Una ofensa no debe hacerse a nadie, porque es una mala acción. Pero no cabe duda que la misma ofensa tiene menos importancia cuando va dirigida a una simple persona que cuando se hace a alguien con autoridad. Y nadie más alto que Dios, cuya grandeza es imposible comprender, pues es el Ser eterno, infinito, ante el cual todos los pueblos y gobernantes de la tierra son, al  decir del profeta Isaías, más pequeños que un grano de arena (Is. 40,45).

Y a este Dios, infinitamente adorable, ultraja al pecador. Pero ¿QUIÉN ES este pecador? Una insignificante criatura, la misma nada. esta nada se atreve a atacar de frente al soberano Señor del universo. ¡Qué insolencia! Los elementos, los astros, los ángeles obedecen al Todopoderoso; únicamente el hombre, el hombre pecador, se resiste a someterse. Como Lucifer, así él levanta el estandarte de la rebelión contra el Creador y rompe su yugo suave al grito de Non serviam (Jeremías 2, 20), "No quiero servir a este amo, no quiero acatar su ley." ¡Qué audacia tan criminal! Y es que, como dice la Escritura: "Alzó su mano contra Dios y se creyó bastante fuerte contra el Todopoderoso." (Job 15, 25).

Además, el Señor habita en las almas que favorece con su divina amistad, reina en ellas como único rey y legítimo soberano, y, al ofender a Dios mortalmente, el alma ingrata y rebelde DESTRONA al Espíritu Santo, para colocar en su lugar al demonio, quien, homicida desde los primeros tiempos, tiene declarada la guerra a los justos y a Dios. "Pasmaos, cielos", exclama el profeta Jeremías (Jer. 2, 12). El hombre culpable persigue de muerte a su Príncipe, a su Bienhechor. Dirige contra su Rey su perversa voluntad, para con ella, como un puñal, traspasar, a ser posible, el corazón de su Padre, de su Creador y de su Dios...
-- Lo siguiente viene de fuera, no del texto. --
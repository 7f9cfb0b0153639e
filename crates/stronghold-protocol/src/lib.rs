//! Wire protocol for Stronghold.
//!
//! This crate defines how typed messages become bytes and back:
//!
//! - **Contract** ([`Message`]): a numeric type id plus an ordered field
//!   layout, read and written by each concrete message.
//! - **Cursor types** ([`MessageReader`], [`MessageWriter`]): big-endian
//!   primitives: `i32`, length-prefixed text, second-count durations and
//!   millisecond-text timestamps.
//! - **Codec** ([`MessageCodec`]): frames a message as
//!   `[u16 type id][fields]`.
//! - **Messages** ([`LoginSuccessMessage`]).
//! - **Errors** ([`ProtocolError`]).
//!
//! # Architecture
//!
//! The protocol layer knows nothing about avatars or storage. Mapping an
//! avatar onto a message's fields is done by the caller.
//!
//! ```text
//! Transport (frames) → Protocol (typed messages) → Login flow (avatars)
//! ```

mod codec;
mod error;
mod login_success;
mod reader;
mod writer;

pub use codec::{Message, MessageCodec};
pub use error::ProtocolError;
pub use login_success::LoginSuccessMessage;
pub use reader::MessageReader;
pub use writer::MessageWriter;
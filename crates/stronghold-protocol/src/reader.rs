//! Cursor over an incoming frame.
//!
//! [`MessageReader`] hands out the primitive field kinds the protocol uses,
//! one at a time, strictly in the order the caller asks for them. There are
//! no defaults: if the bytes for a field aren't there, the read fails.
//!
//! Every read is all-or-nothing. The field is parsed from a copy of the
//! cursor and the copy is only committed once the whole value has been
//! read and validated, so a failed read leaves the reader exactly where it
//! was before the call.

use bytes::Buf;
use chrono::{DateTime, TimeDelta, Utc};

use crate::ProtocolError;

/// Length prefix value that marks an absent text field.
pub(crate) const NULL_TEXT_LEN: i32 = -1;

/// Reads big-endian fields from a borrowed byte slice.
#[derive(Debug, Clone)]
pub struct MessageReader<'a> {
    buf: &'a [u8],
    len: usize,
}

impl<'a> MessageReader<'a> {
    /// Creates a reader positioned at the start of `data`.
    pub fn new(data: &'a [u8]) -> Self {
        Self {
            buf: data,
            len: data.len(),
        }
    }

    /// Number of bytes consumed so far.
    pub fn position(&self) -> usize {
        self.len - self.buf.len()
    }

    /// Number of bytes not yet consumed.
    pub fn remaining(&self) -> usize {
        self.buf.remaining()
    }

    /// Reads an unsigned 16-bit integer (used for the frame's type id).
    pub fn read_u16(&mut self) -> Result<u16, ProtocolError> {
        self.field(|buf| {
            need(buf, 2, "u16")?;
            Ok(buf.get_u16())
        })
    }

    /// Reads a fixed-width signed 32-bit integer.
    pub fn read_i32(&mut self) -> Result<i32, ProtocolError> {
        self.field(take_i32)
    }

    /// Reads a 64-bit identifier carried in a 32-bit field.
    pub fn read_id(&mut self) -> Result<i64, ProtocolError> {
        self.field(take_i32).map(i64::from)
    }

    /// Reads a length-prefixed text value that must be present.
    ///
    /// A null marker (length `-1`) is rejected here; use
    /// [`read_nullable_string`](Self::read_nullable_string) for fields the
    /// protocol allows to be absent.
    pub fn read_string(&mut self) -> Result<String, ProtocolError> {
        self.field(|buf| {
            take_text(buf)?.ok_or_else(|| "null text in non-nullable field".into())
        })
    }

    /// Reads a length-prefixed text value that may be absent.
    pub fn read_nullable_string(
        &mut self,
    ) -> Result<Option<String>, ProtocolError> {
        self.field(take_text)
    }

    /// Reads a duration stored as a plain count of seconds.
    pub fn read_duration(&mut self) -> Result<TimeDelta, ProtocolError> {
        self.field(|buf| {
            let secs = take_i32(buf)?;
            Ok(TimeDelta::seconds(i64::from(secs)))
        })
    }

    /// Reads a timestamp stored as text holding milliseconds since the
    /// Unix epoch.
    ///
    /// Only the canonical decimal form is accepted (no `+` sign, no leading
    /// zeros, no fraction) so that re-encoding reproduces the same bytes.
    /// Instants before the epoch carry a leading `-`.
    pub fn read_timestamp(&mut self) -> Result<DateTime<Utc>, ProtocolError> {
        self.field(|buf| {
            let text = take_text(buf)?
                .ok_or_else(|| String::from("null text in timestamp field"))?;
            let millis: i64 = text
                .parse()
                .map_err(|_| format!("timestamp {text:?} is not an integer"))?;
            if millis.to_string() != text {
                return Err(format!("timestamp {text:?} is not canonical"));
            }
            DateTime::from_timestamp_millis(millis)
                .ok_or_else(|| format!("timestamp {millis} is out of range"))
        })
    }

    /// Checks that every byte of the frame was consumed.
    pub fn finish(self) -> Result<(), ProtocolError> {
        if self.buf.has_remaining() {
            return Err(ProtocolError::malformed(
                self.position(),
                format!("{} trailing bytes after last field", self.remaining()),
            ));
        }
        Ok(())
    }

    /// Runs `read` against a copy of the cursor and commits only on success.
    fn field<T>(
        &mut self,
        read: impl FnOnce(&mut &'a [u8]) -> Result<T, String>,
    ) -> Result<T, ProtocolError> {
        let mut cursor = self.buf;
        match read(&mut cursor) {
            Ok(value) => {
                self.buf = cursor;
                Ok(value)
            }
            Err(reason) => {
                tracing::trace!(offset = self.position(), %reason, "field read failed");
                Err(ProtocolError::malformed(self.position(), reason))
            }
        }
    }
}

fn need(buf: &[u8], n: usize, what: &str) -> Result<(), String> {
    if buf.remaining() < n {
        return Err(format!(
            "need {n} bytes for {what}, {} remaining",
            buf.remaining()
        ));
    }
    Ok(())
}

fn take_i32(buf: &mut &[u8]) -> Result<i32, String> {
    need(buf, 4, "i32")?;
    Ok(buf.get_i32())
}

fn take_text(buf: &mut &[u8]) -> Result<Option<String>, String> {
    let declared = take_i32(buf)?;
    if declared == NULL_TEXT_LEN {
        return Ok(None);
    }
    let len = usize::try_from(declared)
        .map_err(|_| format!("negative text length {declared}"))?;
    need(buf, len, "text body")?;
    let text = std::str::from_utf8(&buf[..len])
        .map_err(|e| format!("text is not valid UTF-8: {e}"))?
        .to_owned();
    buf.advance(len);
    Ok(Some(text))
}

#[cfg(test)]
mod tests {
    use super::*;

    fn text(s: &str) -> Vec<u8> {
        let mut out = (s.len() as i32).to_be_bytes().to_vec();
        out.extend_from_slice(s.as_bytes());
        out
    }

    // =====================================================================
    // fixed-width fields
    // =====================================================================

    #[test]
    fn test_read_i32_big_endian() {
        let mut reader = MessageReader::new(&[0x00, 0x00, 0x01, 0x02]);
        assert_eq!(reader.read_i32().unwrap(), 258);
        assert_eq!(reader.remaining(), 0);
    }

    #[test]
    fn test_read_i32_truncated_consumes_nothing() {
        let mut reader = MessageReader::new(&[0x00, 0x01, 0x02]);

        let err = reader.read_i32().unwrap_err();

        assert!(matches!(err, ProtocolError::Malformed { offset: 0, .. }));
        assert_eq!(reader.position(), 0);
        assert_eq!(reader.remaining(), 3);
    }

    #[test]
    fn test_read_id_sign_extends() {
        let data = (-5i32).to_be_bytes();
        let mut reader = MessageReader::new(&data);
        assert_eq!(reader.read_id().unwrap(), -5);
    }

    // =====================================================================
    // text fields
    // =====================================================================

    #[test]
    fn test_read_string_returns_text() {
        let data = text("hello");
        let mut reader = MessageReader::new(&data);
        assert_eq!(reader.read_string().unwrap(), "hello");
        reader.finish().unwrap();
    }

    #[test]
    fn test_read_string_length_past_end_consumes_nothing() {
        // Declares 10 bytes but only carries 3.
        let mut data = 10i32.to_be_bytes().to_vec();
        data.extend_from_slice(b"abc");
        let mut reader = MessageReader::new(&data);

        let err = reader.read_string().unwrap_err();

        assert!(matches!(err, ProtocolError::Malformed { .. }));
        assert_eq!(reader.position(), 0, "length prefix must not be consumed");
    }

    #[test]
    fn test_read_string_null_rejected() {
        let data = NULL_TEXT_LEN.to_be_bytes();
        let mut reader = MessageReader::new(&data);
        assert!(reader.read_string().is_err());
    }

    #[test]
    fn test_read_nullable_string_null_is_none() {
        let data = NULL_TEXT_LEN.to_be_bytes();
        let mut reader = MessageReader::new(&data);
        assert_eq!(reader.read_nullable_string().unwrap(), None);
    }

    #[test]
    fn test_read_string_negative_length_rejected() {
        let data = (-7i32).to_be_bytes();
        let mut reader = MessageReader::new(&data);
        assert!(reader.read_nullable_string().is_err());
    }

    #[test]
    fn test_read_string_invalid_utf8_rejected() {
        let mut data = 2i32.to_be_bytes().to_vec();
        data.extend_from_slice(&[0xC3, 0x28]);
        let mut reader = MessageReader::new(&data);
        assert!(reader.read_string().is_err());
        assert_eq!(reader.position(), 0);
    }

    // =====================================================================
    // derived fields
    // =====================================================================

    #[test]
    fn test_read_duration_seconds() {
        let data = 90i32.to_be_bytes();
        let mut reader = MessageReader::new(&data);
        assert_eq!(reader.read_duration().unwrap(), TimeDelta::seconds(90));
    }

    #[test]
    fn test_read_timestamp_millis() {
        let data = text("1462629754000");
        let mut reader = MessageReader::new(&data);

        let ts = reader.read_timestamp().unwrap();

        assert_eq!(ts.timestamp_millis(), 1_462_629_754_000);
    }

    #[test]
    fn test_read_timestamp_non_numeric_rejected() {
        let data = text("yesterday");
        let mut reader = MessageReader::new(&data);
        assert!(reader.read_timestamp().is_err());
        assert_eq!(reader.position(), 0);
    }

    #[test]
    fn test_read_timestamp_leading_zero_rejected() {
        let data = text("01462629754000");
        let mut reader = MessageReader::new(&data);
        assert!(reader.read_timestamp().is_err());
    }

    #[test]
    fn test_read_timestamp_plus_sign_rejected() {
        let data = text("+1462629754000");
        let mut reader = MessageReader::new(&data);
        assert!(reader.read_timestamp().is_err());
    }

    #[test]
    fn test_read_timestamp_before_epoch_accepted() {
        let data = text("-5");
        let mut reader = MessageReader::new(&data);

        let ts = reader.read_timestamp().unwrap();

        assert_eq!(ts.timestamp_millis(), -5);
    }

    // =====================================================================
    // finish()
    // =====================================================================

    #[test]
    fn test_finish_with_trailing_bytes_fails() {
        let mut reader = MessageReader::new(&[0, 0, 0, 1, 0xFF]);
        reader.read_i32().unwrap();

        let err = reader.finish().unwrap_err();

        assert!(matches!(err, ProtocolError::Malformed { offset: 4, .. }));
    }
}
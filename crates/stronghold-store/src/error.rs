//! Error types for the store layer.

use std::io;

use stronghold_avatar::ValidationError;

/// Errors that can occur while creating, loading or saving avatars.
#[derive(Debug, thiserror::Error)]
pub enum StoreError {
    /// A supplied value (usually a token) failed validation.
    #[error(transparent)]
    Validation(#[from] ValidationError),

    /// No record exists for the token.
    ///
    /// Also returned for strings that aren't valid tokens at all, so
    /// callers can't use `load` to test the token format.
    #[error("no avatar with token '{0}'")]
    NotFound(String),

    /// `create` was given a token that is already in use.
    #[error("an avatar with token '{0}' already exists")]
    AlreadyExists(String),

    /// The record exists but can't be turned back into an avatar.
    #[error("record for '{token}' is corrupt: {reason}")]
    CorruptRecord { token: String, reason: String },

    /// The backing directory couldn't be reached, or an operation on it
    /// timed out.
    #[error("storage unavailable during {op}: {source}")]
    StorageUnavailable {
        op: &'static str,
        #[source]
        source: io::Error,
    },

    /// The store configuration can't be used.
    #[error("invalid store config: {0}")]
    Config(String),

    /// The starting-village template couldn't be read or parsed.
    #[error("invalid starting village template: {0}")]
    Template(String),
}

impl StoreError {
    pub(crate) fn corrupt(token: impl ToString, reason: impl ToString) -> Self {
        Self::CorruptRecord {
            token: token.to_string(),
            reason: reason.to_string(),
        }
    }

    pub(crate) fn unavailable(op: &'static str, source: io::Error) -> Self {
        Self::StorageUnavailable { op, source }
    }

    /// Returns `true` if the failure is about one avatar only (missing,
    /// corrupt, invalid) rather than the store as a whole.
    pub fn is_per_avatar(&self) -> bool {
        !matches!(
            self,
            Self::StorageUnavailable { .. } | Self::Config(_) | Self::Template(_)
        )
    }
}
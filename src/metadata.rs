//! About.xml metadata extraction. One `ModMetaData` is built per package
//! directory; malformed content degrades to diagnostics and defaults, only
//! missing structure (no About folder, no About.xml) skips the package.

use crate::{
    diag::Diagnostics,
    entry::{read_dir_entries, EntryError, EntryRef},
    verse, xml,
};
use serde::Serialize;
use std::collections::{BTreeMap, HashMap};

/// Game versions with their own dependency lists, newest first.
pub const KNOWN_VERSIONS: [&str; 5] = ["1.4", "1.3", "1.2", "1.1", "1.0"];
pub const CURRENT_VERSION: &str = "1.4";

/// Case-normalized package identifier; the ModMap key. Always non-empty,
/// always lowercase.
#[derive(Debug, Clone, PartialEq, Eq, Hash, PartialOrd, Ord, Serialize)]
#[serde(transparent)]
pub struct PackageId(String);

impl PackageId {
    pub fn new(raw: &str) -> Option<Self> {
        let trimmed = raw.trim();
        if trimmed.is_empty() {
            return None;
        }
        Some(PackageId(trimmed.to_lowercase()))
    }

    pub fn as_str(&self) -> &str {
        &self.0
    }
}

impl std::fmt::Display for PackageId {
    fn fmt(&self, f: &mut std::fmt::Formatter<'_>) -> std::fmt::Result {
        f.write_str(&self.0)
    }
}

#[derive(Debug, Clone, Copy, PartialEq, Eq, Serialize)]
#[serde(rename_all = "snake_case")]
pub enum ContentSource {
    Undefined,
    OfficialFolder,
    LocalFolder,
    WorkshopFolder,
}

#[derive(Debug, Clone, PartialEq, Serialize)]
pub struct ModDependency {
    pub package_id: PackageId,
    pub display_name: Option<String>,
    pub steam_workshop_url: Option<String>,
    pub download_url: Option<String>,
}

/// Immutable once parsed. `package_id` keeps the descriptor's casing; map
/// insertion normalizes through `PackageId`.
#[derive(Debug, Clone, Serialize)]
pub struct ModMetaData {
    pub content_source: ContentSource,
    pub package_id: String,
    pub name: String,
    pub author: Option<String>,
    pub description: Option<String>,
    pub unversioned_dependencies: Option<Vec<ModDependency>>,
    pub dependencies_by_version: Option<BTreeMap<String, Vec<ModDependency>>>,
    pub load_after: Option<Vec<PackageId>>,
    pub load_before: Option<Vec<PackageId>>,
    pub workshop_folder_name: Option<String>,
}

impl ModMetaData {
    /// Dependency list for one game version, falling back to the
    /// unversioned list when no versioned one exists.
    pub fn dependencies_for_version(&self, version: &str) -> Option<&[ModDependency]> {
        self.dependencies_by_version
            .as_ref()
            .and_then(|by_version| by_version.get(version))
            .or(self.unversioned_dependencies.as_ref())
            .map(Vec::as_slice)
    }
}

pub type ModMap = HashMap<PackageId, ModMetaData>;

/// Parse one package directory. Structural absence returns `Ok(None)` after
/// a diagnostic; passing a non-directory entry is a contract violation and
/// fails loudly, as do I/O errors.
pub async fn parse_mod(
    content_source: ContentSource,
    package_dir: &EntryRef,
    diag: &mut Diagnostics,
) -> Result<Option<ModMetaData>, EntryError> {
    if !package_dir.is_dir() {
        return Err(EntryError::NotADirectory(package_dir.name().to_string()));
    }

    let folder_name = package_dir.name().to_string();
    let alt_id = match content_source {
        ContentSource::WorkshopFolder => format!("Workshop mod {folder_name}"),
        _ => folder_name.clone(),
    };

    // Exact-case lookup, mirroring the game's About/About.xml resolution.
    let children = read_dir_entries(package_dir).await?;
    let Some(about_dir) = children.iter().find(|entry| entry.name() == "About") else {
        diag.error(&alt_id, "no About folder found");
        return Ok(None);
    };
    if !about_dir.is_dir() {
        diag.error(&alt_id, "About/ is not a directory");
        return Ok(None);
    }

    let about_children = read_dir_entries(about_dir).await?;
    let Some(about_xml) = about_children
        .iter()
        .find(|entry| entry.name() == "About.xml")
    else {
        diag.error(&alt_id, "no About/About.xml found");
        return Ok(None);
    };
    if !about_xml.is_file() {
        diag.error(&alt_id, "About/About.xml is not a file");
        return Ok(None);
    }

    let text = about_xml.read_text().await?;
    Ok(Some(parse_about_xml(
        content_source,
        &folder_name,
        &text,
        diag,
    )))
}

/// Field extraction from About.xml text. Never fails: missing fields get
/// defaults or synthesized values, everything irregular goes to `diag`.
pub fn parse_about_xml(
    content_source: ContentSource,
    folder_name: &str,
    text: &str,
    diag: &mut Diagnostics,
) -> ModMetaData {
    let doc = xml::parse(text);
    let owned_root;
    let root = match doc.root() {
        Some(root) => root,
        None => {
            owned_root = xml::Element::new("");
            &owned_root
        }
    };

    let name = match first_text(root, "name") {
        Some(name) => name,
        None => {
            let name = match content_source {
                ContentSource::WorkshopFolder => format!("Workshop mod {folder_name}"),
                _ => folder_name.to_string(),
            };
            diag.warn(&name, "no <name/> found");
            name
        }
    };

    if root.name != "ModMetaData" {
        diag.error(&name, "no <ModMetaData/> found");
    }

    let package_id = first_text_max_one(root, "packageId", &name, diag);
    let author = first_text_max_one(root, "author", &name, diag);
    let description = first_text_max_one(root, "description", &name, diag);

    let package_id = match package_id {
        Some(id) => id,
        None => {
            verse::synthesize_package_id(&name, author.as_deref(), description.as_deref(), diag)
        }
    };

    let unversioned_dependencies = expect_max_one(root, "modDependencies", &package_id, diag)
        .map(|el| parse_dependencies(&package_id, el, diag));

    let dependencies_by_version = expect_max_one(root, "modDependenciesByVersion", &package_id, diag)
        .map(|by_version| {
            let mut out = BTreeMap::new();
            for version in KNOWN_VERSIONS {
                let tag = format!("v{version}");
                if let Some(el) = expect_max_one(by_version, &tag, &package_id, diag) {
                    out.insert(version.to_string(), parse_dependencies(&package_id, el, diag));
                }
            }
            out
        });

    let load_after =
        expect_max_one(root, "loadAfter", &package_id, diag).map(parse_package_id_list);
    let load_before =
        expect_max_one(root, "loadBefore", &package_id, diag).map(parse_package_id_list);

    let workshop_folder_name = match content_source {
        ContentSource::WorkshopFolder => Some(folder_name.to_string()),
        _ => None,
    };

    ModMetaData {
        content_source,
        package_id,
        name,
        author,
        description,
        unversioned_dependencies,
        dependencies_by_version,
        load_after,
        load_before,
        workshop_folder_name,
    }
}

/// Scan a mods directory (one subdirectory per package) into a fresh
/// ModMap. Keys are lowercased; a repeated key keeps the later entry.
pub async fn build_mod_map(
    content_source: ContentSource,
    mods_dir: &EntryRef,
    diag: &mut Diagnostics,
) -> Result<ModMap, EntryError> {
    let mut map = ModMap::new();
    for entry in read_dir_entries(mods_dir).await? {
        if !entry.is_dir() {
            continue;
        }
        let Some(meta) = parse_mod(content_source, &entry, diag).await? else {
            continue;
        };
        let Some(key) = PackageId::new(&meta.package_id) else {
            diag.error(entry.name(), "empty packageId after parsing");
            continue;
        };
        if map.contains_key(&key) {
            diag.warn(key.as_str(), "duplicate packageId; keeping the later entry");
        }
        map.insert(key, meta);
    }
    Ok(map)
}

fn non_empty(text: String) -> Option<String> {
    let trimmed = text.trim();
    if trimmed.is_empty() {
        None
    } else {
        Some(trimmed.to_string())
    }
}

fn first_text(parent: &xml::Element, tag: &str) -> Option<String> {
    parent.first_child(tag).and_then(|el| non_empty(el.text()))
}

fn first_text_max_one(
    parent: &xml::Element,
    tag: &str,
    context: &str,
    diag: &mut Diagnostics,
) -> Option<String> {
    expect_max_one(parent, tag, context, diag).and_then(|el| non_empty(el.text()))
}

/// First direct child with the given tag; warns when more than one exists.
fn expect_max_one<'a>(
    parent: &'a xml::Element,
    tag: &str,
    context: &str,
    diag: &mut Diagnostics,
) -> Option<&'a xml::Element> {
    let mut matches = parent.children.iter().filter_map(|node| match node {
        xml::Node::Element(el) if el.name == tag => Some(el),
        _ => None,
    });
    let first = matches.next();
    if matches.next().is_some() {
        diag.error(
            context,
            format!("more than one <{tag}/> found in <{}/>", parent.name),
        );
    }
    first
}

fn parse_dependencies(
    context: &str,
    list: &xml::Element,
    diag: &mut Diagnostics,
) -> Vec<ModDependency> {
    let mut out = Vec::new();
    for (index, li) in list.child_elements("li").enumerate() {
        let package_id = first_text(li, "packageId");
        let display_name = first_text(li, "displayName");

        let Some(package_id) = package_id.as_deref().and_then(PackageId::new) else {
            let label = display_name.unwrap_or_else(|| format!("№.{index}"));
            diag.error(context, format!("dependency '{label}' has no <packageId/>"));
            continue;
        };
        if display_name.is_none() {
            diag.warn(
                context,
                format!("dependency '{package_id}' has no <displayName/>"),
            );
        }

        out.push(ModDependency {
            package_id,
            display_name,
            steam_workshop_url: first_text(li, "steamWorkshopUrl"),
            download_url: first_text(li, "downloadUrl"),
        });
    }
    out
}

fn parse_package_id_list(list: &xml::Element) -> Vec<PackageId> {
    list.child_elements("li")
        .filter_map(|li| PackageId::new(&li.text()))
        .collect()
}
¡Señor, cuán justo eres al condenar con eternos castigos a los autores de semejantes crímenes! Un infierno no sería bastante para castigarme a mí, que tanto te he ofendido. Concédeme horror a mis culpas, amor a la PENITENCIA y MORTIFICACIÓN, para que pueda reparar las ofensas contra ti cometidas. Y tú, Madre de misericordia, no me dejes solo con mis ciegas pasiones; ayúdame a llevar vida piadosa, vida consagrada a mi santificación por el renunciamiento y la oración; haz que sepa abnegarme en favor de mis semejantes. Inspírame vivo deseo de salvar a los pecadores de las garras de Satanás y de la condenación eterna recurriendo a la oración, a las buenas palabras y al buen ejemplo.